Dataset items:
=== Section Start ===

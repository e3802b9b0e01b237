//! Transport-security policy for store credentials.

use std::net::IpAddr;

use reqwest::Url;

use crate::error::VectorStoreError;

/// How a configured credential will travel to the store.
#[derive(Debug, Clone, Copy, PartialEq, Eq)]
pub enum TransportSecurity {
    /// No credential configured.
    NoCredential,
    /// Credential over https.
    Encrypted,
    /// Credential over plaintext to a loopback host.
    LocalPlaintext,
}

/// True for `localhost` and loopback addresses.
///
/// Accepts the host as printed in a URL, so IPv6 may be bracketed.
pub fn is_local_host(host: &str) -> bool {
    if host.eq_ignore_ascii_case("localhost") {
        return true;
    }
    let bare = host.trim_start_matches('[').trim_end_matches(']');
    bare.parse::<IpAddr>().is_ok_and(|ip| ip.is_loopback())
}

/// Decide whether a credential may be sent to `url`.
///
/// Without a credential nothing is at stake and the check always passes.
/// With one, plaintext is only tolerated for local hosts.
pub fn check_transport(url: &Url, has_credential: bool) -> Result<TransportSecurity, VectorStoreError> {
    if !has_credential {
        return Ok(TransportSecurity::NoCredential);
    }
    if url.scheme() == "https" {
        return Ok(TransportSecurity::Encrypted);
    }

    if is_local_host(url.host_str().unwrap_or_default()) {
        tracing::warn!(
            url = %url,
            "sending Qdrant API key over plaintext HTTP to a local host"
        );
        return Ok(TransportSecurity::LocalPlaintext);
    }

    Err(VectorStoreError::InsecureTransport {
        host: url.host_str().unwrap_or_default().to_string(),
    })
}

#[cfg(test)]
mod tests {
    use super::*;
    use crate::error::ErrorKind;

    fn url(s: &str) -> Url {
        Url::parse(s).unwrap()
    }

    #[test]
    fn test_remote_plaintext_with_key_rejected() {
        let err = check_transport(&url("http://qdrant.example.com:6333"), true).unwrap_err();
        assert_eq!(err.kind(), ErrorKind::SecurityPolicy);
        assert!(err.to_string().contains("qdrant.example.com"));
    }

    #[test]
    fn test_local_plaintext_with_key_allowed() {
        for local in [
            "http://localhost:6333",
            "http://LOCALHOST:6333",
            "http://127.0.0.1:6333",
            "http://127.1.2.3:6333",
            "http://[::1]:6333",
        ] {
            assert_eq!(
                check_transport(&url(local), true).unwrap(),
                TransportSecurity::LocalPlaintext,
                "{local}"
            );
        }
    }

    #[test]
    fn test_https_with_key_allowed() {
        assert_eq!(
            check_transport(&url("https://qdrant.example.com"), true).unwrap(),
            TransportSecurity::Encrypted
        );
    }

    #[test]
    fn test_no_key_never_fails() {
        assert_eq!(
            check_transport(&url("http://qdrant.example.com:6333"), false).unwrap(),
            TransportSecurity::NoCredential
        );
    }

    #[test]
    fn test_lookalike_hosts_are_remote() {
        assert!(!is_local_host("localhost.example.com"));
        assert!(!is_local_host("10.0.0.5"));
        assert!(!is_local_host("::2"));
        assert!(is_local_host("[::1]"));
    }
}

=== Section End ===

__What is being asked__: A complete and exact reproduction of the data is needed.

__Exercise output__:
repository e3802b9b0e01b237
//! Transport-security policy for store credentials.

use std::net::IpAddr;

use reqwest::Url;

use crate::error::VectorStoreError;

/// How a configured credential will travel to the store.
#[derive(Debug, Clone, Copy, PartialEq, Eq)]
pub enum TransportSecurity {
    /// No credential configured.
    NoCredential,
    /// Credential over https.
    Encrypted,
    /// Credential over plaintext to a loopback host.
    LocalPlaintext,
}

/// True for `localhost` and loopback addresses.
///
/// Accepts the host as printed in a URL, so IPv6 may be bracketed.
pub fn is_local_host(host: &str) -> bool {
    if host.eq_ignore_ascii_case("localhost") {
        return true;
    }
    let bare = host.trim_start_matches('[').trim_end_matches(']');
    bare.parse::<IpAddr>().is_ok_and(|ip| ip.is_loopback())
}

/// Decide whether a credential may be sent to `url`.
///
/// Without a credential nothing is at stake and the check always passes.
/// With one, plaintext is only tolerated for local hosts.
pub fn check_transport(url: &Url, has_credential: bool) -> Result<TransportSecurity, VectorStoreError> {
    if !has_credential {
        return Ok(TransportSecurity::NoCredential);
    }
    if url.scheme() == "https" {
        return Ok(TransportSecurity::Encrypted);
    }

    if is_local_host(url.host_str().unwrap_or_default()) {
        tracing::warn!(
            url = %url,
            "sending Qdrant API key over plaintext HTTP to a local host"
        );
        return Ok(TransportSecurity::LocalPlaintext);
    }

    Err(VectorStoreError::InsecureTransport {
        host: url.host_str().unwrap_or_default().to_string(),
    })
}

#[cfg(test)]
mod tests {
    use super::*;
    use crate::error::ErrorKind;

    fn url(s: &str) -> Url {
        Url::parse(s).unwrap()
    }

    #[test]
    fn test_remote_plaintext_with_key_rejected() {
        let err = check_transport(&url("http://qdrant.example.com:6333"), true).unwrap_err();
        assert_eq!(err.kind(), ErrorKind::SecurityPolicy);
        assert!(err.to_string().contains("qdrant.example.com"));
    }

    #[test]
    fn test_local_plaintext_with_key_allowed() {
        for local in [
            "http://localhost:6333",
            "http://LOCALHOST:6333",
            "http://127.0.0.1:6333",
            "http://127.1.2.3:6333",
            "http://[::1]:6333",
        ] {
            assert_eq!(
                check_transport(&url(local), true).unwrap(),
                TransportSecurity::LocalPlaintext,
                "{local}"
            );
        }
    }

    #[test]
    fn test_https_with_key_allowed() {
        assert_eq!(
            check_transport(&url("https://qdrant.example.com"), true).unwrap(),
            TransportSecurity::Encrypted
        );
    }

    #[test]
    fn test_no_key_never_fails() {
        assert_eq!(
            check_transport(&url("http://qdrant.example.com:6333"), false).unwrap(),
            TransportSecurity::NoCredential
        );
    }

    #[test]
    fn test_lookalike_hosts_are_remote() {
        assert!(!is_local_host("localhost.example.com"));
        assert!(!is_local_host("10.0.0.5"));
        assert!(!is_local_host("::2"));
        assert!(is_local_host("[::1]"));
    }
}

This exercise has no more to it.